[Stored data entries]
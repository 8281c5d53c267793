use thiserror::Error;

use crate::dimensions::DimensionError;
use crate::fact_store::FactStoreError;
use crate::source::SourceError;

/// Batch failure. Nothing was committed when a batch returns this.
#[derive(Debug, Clone, Error)]
pub enum PipelineError {
    #[error(transparent)]
    Source(#[from] SourceError),

    #[error(transparent)]
    FactStore(#[from] FactStoreError),

    #[error(transparent)]
    Dimension(#[from] DimensionError),
}

impl PipelineError {
    /// Whether rerunning the whole batch may succeed.
    ///
    /// Collaborator unavailability and commit timeouts are transient. An
    /// unreachable target store, an irreconcilable schema, malformed source
    /// rows, and misconfigured dimensions are not.
    pub fn is_retryable(&self) -> bool {
        match self {
            PipelineError::Source(SourceError::Unavailable(_)) => true,
            PipelineError::Source(SourceError::Malformed(_)) => false,
            PipelineError::FactStore(e) => e.is_transient(),
            PipelineError::Dimension(e) => e.is_transient(),
        }
    }
}

#[cfg(test)]
mod tests {
    use super::*;

    #[test]
    fn transient_failures_are_retryable() {
        assert!(PipelineError::from(SourceError::Unavailable("down".into())).is_retryable());
        assert!(PipelineError::from(FactStoreError::Timeout("slow".into())).is_retryable());
        assert!(PipelineError::from(DimensionError::Unavailable("down".into())).is_retryable());
    }

    #[test]
    fn fatal_failures_are_not_retryable() {
        assert!(!PipelineError::from(FactStoreError::Unavailable("gone".into())).is_retryable());
        assert!(
            !PipelineError::from(FactStoreError::SchemaIncompatible("type".into())).is_retryable()
        );
        assert!(!PipelineError::from(FactStoreError::InvalidRow("bad".into())).is_retryable());
        assert!(!PipelineError::from(SourceError::Malformed("bad".into())).is_retryable());
        assert!(
            !PipelineError::from(DimensionError::Misconfigured("no table".into())).is_retryable()
        );
    }
}
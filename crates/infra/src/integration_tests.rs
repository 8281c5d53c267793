//! Integration tests for the full listing fact batch.
//!
//! Tests: SourceCatalog → aggregation → previous state → classification →
//! DimensionResolver → FactStore
//!
//! Verifies:
//! - Classification scenarios end to end across consecutive batches
//! - Re-running an unchanged batch writes nothing
//! - Unresolved dimensions never drop a row
//! - The store is an append-only log and failed batches leave no rows

#[cfg(test)]
mod tests {
    use std::sync::Arc;

    use listing_facts_core::{ListingId, ProductId, VariantId};
    use listing_facts_listings::{
        EventAction, EventPair, EventType, FactRow, PriceRecord, RuleChain, StockItem, Variant,
        current_state,
    };

    use crate::dimensions::{Dimension, InMemoryDimensions};
    use crate::fact_store::{
        ColumnKind, ColumnSpec, FactStoreError, InMemoryFactStore, fact_columns,
    };
    use crate::pipeline::{
        BatchPipeline, BatchStatus, PipelineError, RunOptions, Watermark,
    };
    use crate::source::InMemorySourceCatalog;
    use crate::test_support::{listing, ts};

    type Pipeline =
        BatchPipeline<Arc<InMemorySourceCatalog>, Arc<InMemoryDimensions>, Arc<InMemoryFactStore>>;

    struct Harness {
        source: Arc<InMemorySourceCatalog>,
        dimensions: Arc<InMemoryDimensions>,
        store: Arc<InMemoryFactStore>,
        pipeline: Pipeline,
    }

    impl Harness {
        fn new() -> Self {
            Self::with(InMemoryFactStore::new(), RuleChain::standard())
        }

        fn with(store: InMemoryFactStore, chain: RuleChain) -> Self {
            let source = Arc::new(InMemorySourceCatalog::new());
            let dimensions = Arc::new(InMemoryDimensions::new());
            let store = Arc::new(store);
            let pipeline = BatchPipeline::new(source.clone(), dimensions.clone(), store.clone(), chain);
            Self {
                source,
                dimensions,
                store,
                pipeline,
            }
        }

        /// Listing `id` on product `id * 10` with variant `id * 100`.
        fn put_listing(&self, id: i64, updated_secs: i64, approved: bool, published: bool) {
            let mut l = listing(id, id * 10, updated_secs);
            l.is_approved = approved;
            l.is_published = published;
            self.source.upsert_listing(l);
            self.source.upsert_variant(Variant {
                variant_id: VariantId::new(id * 100),
                product_id: ProductId::new(id * 10),
                deleted_at: None,
            });
        }

        fn put_stock(&self, id: i64, quantity: i64) {
            self.source.upsert_stock_item(StockItem {
                stock_item_id: id * 1000,
                variant_id: VariantId::new(id * 100),
                stock_location_id: None,
                count_on_hand: quantity,
                deleted_at: None,
            });
        }

        fn put_price(&self, id: i64, amount_minor: i64) {
            self.source.upsert_price(PriceRecord {
                price_id: id * 1000,
                variant_id: VariantId::new(id * 100),
                amount_minor: Some(amount_minor),
                currency: Some("USD".to_string()),
                deleted_at: None,
            });
        }

        async fn run(&self) -> Result<crate::pipeline::BatchReport, PipelineError> {
            self.pipeline.run(RunOptions::default()).await
        }

        fn rows_for(&self, id: i64) -> Vec<FactRow> {
            self.store
                .rows()
                .into_iter()
                .filter(|r| r.listing_id == ListingId::new(id))
                .collect()
        }

        fn latest_event(&self, id: i64) -> EventPair {
            let rows = self.store.rows();
            let current = current_state(&rows);
            current[&ListingId::new(id)].event
        }
    }

    fn pair(t: EventType, a: EventAction) -> EventPair {
        EventPair::new(t, a)
    }

    #[tokio::test]
    async fn scenario_a_stock_increase() {
        let h = Harness::new();
        h.put_listing(1, 10, false, false);
        h.put_stock(1, 5);
        h.put_price(1, 1000);
        h.run().await.unwrap();

        h.put_listing(1, 20, false, false);
        h.put_stock(1, 8);
        let report = h.run().await.unwrap();

        assert_eq!(report.inserted, 1);
        assert_eq!(h.latest_event(1), pair(EventType::Stock, EventAction::UpdateInc));
    }

    #[tokio::test]
    async fn scenario_b_published() {
        let h = Harness::new();
        h.put_listing(1, 10, false, false);
        h.put_price(1, 1000);
        h.run().await.unwrap();
        assert_eq!(h.latest_event(1), pair(EventType::Price, EventAction::UpdateInc));

        h.put_listing(1, 20, true, true);
        h.run().await.unwrap();
        assert_eq!(h.latest_event(1), pair(EventType::Listing, EventAction::Published));
    }

    #[tokio::test]
    async fn scenario_c_create() {
        let h = Harness::new();
        h.put_listing(1, 10, false, false);
        h.run().await.unwrap();

        let rows = h.rows_for(1);
        assert_eq!(rows.len(), 1);
        assert_eq!(rows[0].event, pair(EventType::Listing, EventAction::Create));
        assert_eq!(rows[0].stock_quantity, 0);
        assert_eq!(rows[0].price.amount_minor, 0);
        assert!(!rows[0].has_stock);
        assert!(!rows[0].is_active);
    }

    #[tokio::test]
    async fn scenario_d_first_observation_with_stock() {
        let h = Harness::new();
        h.put_listing(1, 10, false, false);
        h.put_stock(1, 3);
        h.run().await.unwrap();
        assert_eq!(h.latest_event(1), pair(EventType::Stock, EventAction::UpdateInc));

        let create_first = Harness::with(InMemoryFactStore::new(), RuleChain::create_first());
        create_first.put_listing(1, 10, false, false);
        create_first.put_stock(1, 3);
        create_first.run().await.unwrap();
        assert_eq!(
            create_first.latest_event(1),
            pair(EventType::Listing, EventAction::Create)
        );
    }

    #[tokio::test]
    async fn scenario_e_stock_dominates_price() {
        let h = Harness::new();
        h.put_listing(1, 10, true, true);
        h.put_stock(1, 10);
        h.put_price(1, 1000);
        h.run().await.unwrap();

        h.put_listing(1, 20, true, true);
        h.put_stock(1, 7);
        h.put_price(1, 1200);
        h.run().await.unwrap();

        assert_eq!(h.latest_event(1), pair(EventType::Stock, EventAction::UpdateDec));
    }

    #[tokio::test]
    async fn unchanged_rerun_writes_nothing() {
        let h = Harness::new();
        for id in 1..=3 {
            h.put_listing(id, id * 10, true, true);
            h.put_stock(id, id);
        }
        let first = h.run().await.unwrap();
        assert_eq!(first.inserted, 3);

        let second = h.run().await.unwrap();
        assert_eq!(second.status, BatchStatus::Empty);
        assert_eq!(second.inserted, 0);
        assert_eq!(second.watermark, Watermark::After(ts(30)));

        let refreshed = h.pipeline.run(RunOptions::full_refresh()).await.unwrap();
        assert_eq!(refreshed.candidates, 3);
        assert_eq!(refreshed.inserted, 0);
        assert_eq!(refreshed.skipped_existing, 3);
        assert_eq!(h.store.len(), 3);
    }

    #[tokio::test]
    async fn unresolved_dimensions_fall_back_to_unknown() {
        let h = Harness::new();
        h.put_listing(1, 10, false, false);
        let report = h.run().await.unwrap();

        let rows = h.rows_for(1);
        assert_eq!(rows.len(), 1);
        assert!(rows[0].keys.product_key.is_unknown());
        assert!(rows[0].keys.channel_key.is_unknown());
        assert!(!rows[0].keys.event_key.is_unknown());
        assert!(report.warnings > 0);
    }

    #[tokio::test]
    async fn resolved_dimensions_are_written() {
        let h = Harness::new();
        h.put_listing(1, 10, false, false);
        let product_key = h.dimensions.register(Dimension::Product, "10");
        let date_key = h.dimensions.register(Dimension::Date, ts(0).format("%Y-%m-%d").to_string());

        h.run().await.unwrap();
        let row = &h.rows_for(1)[0];
        assert_eq!(row.keys.product_key, product_key);
        assert_eq!(row.keys.created_date_key, date_key);
    }

    #[tokio::test]
    async fn history_is_append_only() {
        let h = Harness::new();
        h.put_listing(1, 10, false, false);
        h.run().await.unwrap();
        for (updated, qty) in [(20, 4), (30, 2), (40, 9)] {
            h.put_listing(1, updated, false, false);
            h.put_stock(1, qty);
            h.run().await.unwrap();
        }

        let rows = h.rows_for(1);
        assert_eq!(rows.len(), 4);
        let events: Vec<EventPair> = rows.iter().map(|r| r.event).collect();
        assert_eq!(
            events,
            vec![
                pair(EventType::Listing, EventAction::Create),
                pair(EventType::Stock, EventAction::UpdateInc),
                pair(EventType::Stock, EventAction::UpdateDec),
                pair(EventType::Stock, EventAction::UpdateInc),
            ]
        );

        let all = h.store.rows();
        let current = current_state(&all);
        assert_eq!(current[&ListingId::new(1)].updated_at, ts(40));
        assert_eq!(current[&ListingId::new(1)].stock_quantity, 9);
    }

    #[tokio::test]
    async fn failed_commit_leaves_store_untouched() {
        let h = Harness::new();
        h.put_listing(1, 10, false, false);
        h.put_listing(2, 20, false, false);
        h.store.fail_next_merge(FactStoreError::Timeout("commit timed out".to_string()));

        let err = h.run().await.unwrap_err();
        assert!(err.is_retryable());
        assert!(h.store.is_empty());
        assert!(h.store.columns_snapshot().is_empty());

        let retried = h.run().await.unwrap();
        assert_eq!(retried.watermark, Watermark::FullRebuild);
        assert_eq!(retried.inserted, 2);
    }

    #[tokio::test]
    async fn unavailable_source_is_retryable() {
        let h = Harness::new();
        h.put_listing(1, 10, false, false);
        h.source.set_unavailable(true);

        let err = h.run().await.unwrap_err();
        assert!(matches!(err, PipelineError::Source(_)));
        assert!(err.is_retryable());
        assert!(h.store.is_empty());
    }

    #[tokio::test]
    async fn unreachable_store_is_fatal() {
        let h = Harness::new();
        h.put_listing(1, 10, false, false);
        h.store.fail_next_merge(FactStoreError::Unavailable("connection refused".to_string()));

        let err = h.run().await.unwrap_err();
        assert!(!err.is_retryable());
        assert!(h.store.is_empty());
    }

    #[tokio::test]
    async fn schema_grows_additively() {
        let existing: Vec<_> = fact_columns()
            .into_iter()
            .filter(|c| c.name != "has_stock" && c.name != "batch_id")
            .collect();
        let h = Harness::with(InMemoryFactStore::with_columns(existing), RuleChain::standard());
        h.put_listing(1, 10, false, false);

        let report = h.run().await.unwrap();
        assert_eq!(report.columns_added, 2);
        assert_eq!(report.inserted, 1);
        assert_eq!(h.store.columns_snapshot().len(), fact_columns().len());
    }

    #[tokio::test]
    async fn incompatible_schema_aborts_before_commit() {
        let mut existing = fact_columns();
        if let Some(c) = existing.iter_mut().find(|c| c.name == "stock_quantity") {
            c.kind = ColumnKind::Text;
        }
        let h = Harness::with(InMemoryFactStore::with_columns(existing), RuleChain::standard());
        h.put_listing(1, 10, false, false);

        let err = h.run().await.unwrap_err();
        assert!(matches!(
            err,
            PipelineError::FactStore(FactStoreError::SchemaIncompatible(_))
        ));
        assert!(!err.is_retryable());
        assert!(h.store.is_empty());
    }

    #[tokio::test]
    async fn required_column_the_batch_never_writes_aborts() {
        let mut existing = fact_columns();
        existing.push(ColumnSpec::new("region_code", ColumnKind::Text, false));
        let h = Harness::with(InMemoryFactStore::with_columns(existing), RuleChain::standard());
        h.put_listing(1, 10, false, false);

        let err = h.run().await.unwrap_err();
        assert!(matches!(
            err,
            PipelineError::FactStore(FactStoreError::SchemaIncompatible(_))
        ));
        assert!(!err.is_retryable());
        assert!(h.store.is_empty());
    }

    #[tokio::test]
    async fn injected_watermark_limits_candidates() {
        let h = Harness::new();
        h.put_listing(1, 10, false, false);
        h.put_listing(2, 20, false, false);
        h.put_listing(3, 30, false, false);

        let report = h
            .pipeline
            .run(RunOptions {
                watermark: Some(Watermark::After(ts(15))),
                full_refresh: false,
            })
            .await
            .unwrap();

        assert_eq!(report.watermark, Watermark::After(ts(15)));
        assert_eq!(report.candidates, 2);
        assert!(h.rows_for(1).is_empty());
    }

    #[tokio::test]
    async fn report_counts_events() {
        let h = Harness::new();
        h.put_listing(1, 10, false, false);
        h.put_listing(2, 20, false, false);
        h.put_stock(2, 1);
        h.put_listing(3, 30, false, false);

        let report = h.run().await.unwrap();
        assert_eq!(report.status, BatchStatus::Committed);
        assert_eq!(report.events.get("listing/create"), Some(&2));
        assert_eq!(report.events.get("stock/update-inc"), Some(&1));
    }

    #[tokio::test]
    async fn deleted_listing_is_still_recorded() {
        let h = Harness::new();
        h.put_listing(1, 10, true, true);
        h.run().await.unwrap();

        let mut deleted = listing(1, 10, 20);
        deleted.deleted_at = Some(ts(20));
        h.source.upsert_listing(deleted);
        h.run().await.unwrap();

        let rows = h.rows_for(1);
        assert_eq!(rows.len(), 2);
        assert!(rows[1].is_deleted());
        assert_eq!(rows[1].event, pair(EventType::Listing, EventAction::Unpublished));
    }
}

→ GOAL OF THE EXERCISE: Show every line of the data that includes the string "down".

→ EXERCISE SOLUTION:
        assert!(PipelineError::from(SourceError::Unavailable("down".into())).is_retryable());
        assert!(PipelineError::from(DimensionError::Unavailable("down".into())).is_retryable());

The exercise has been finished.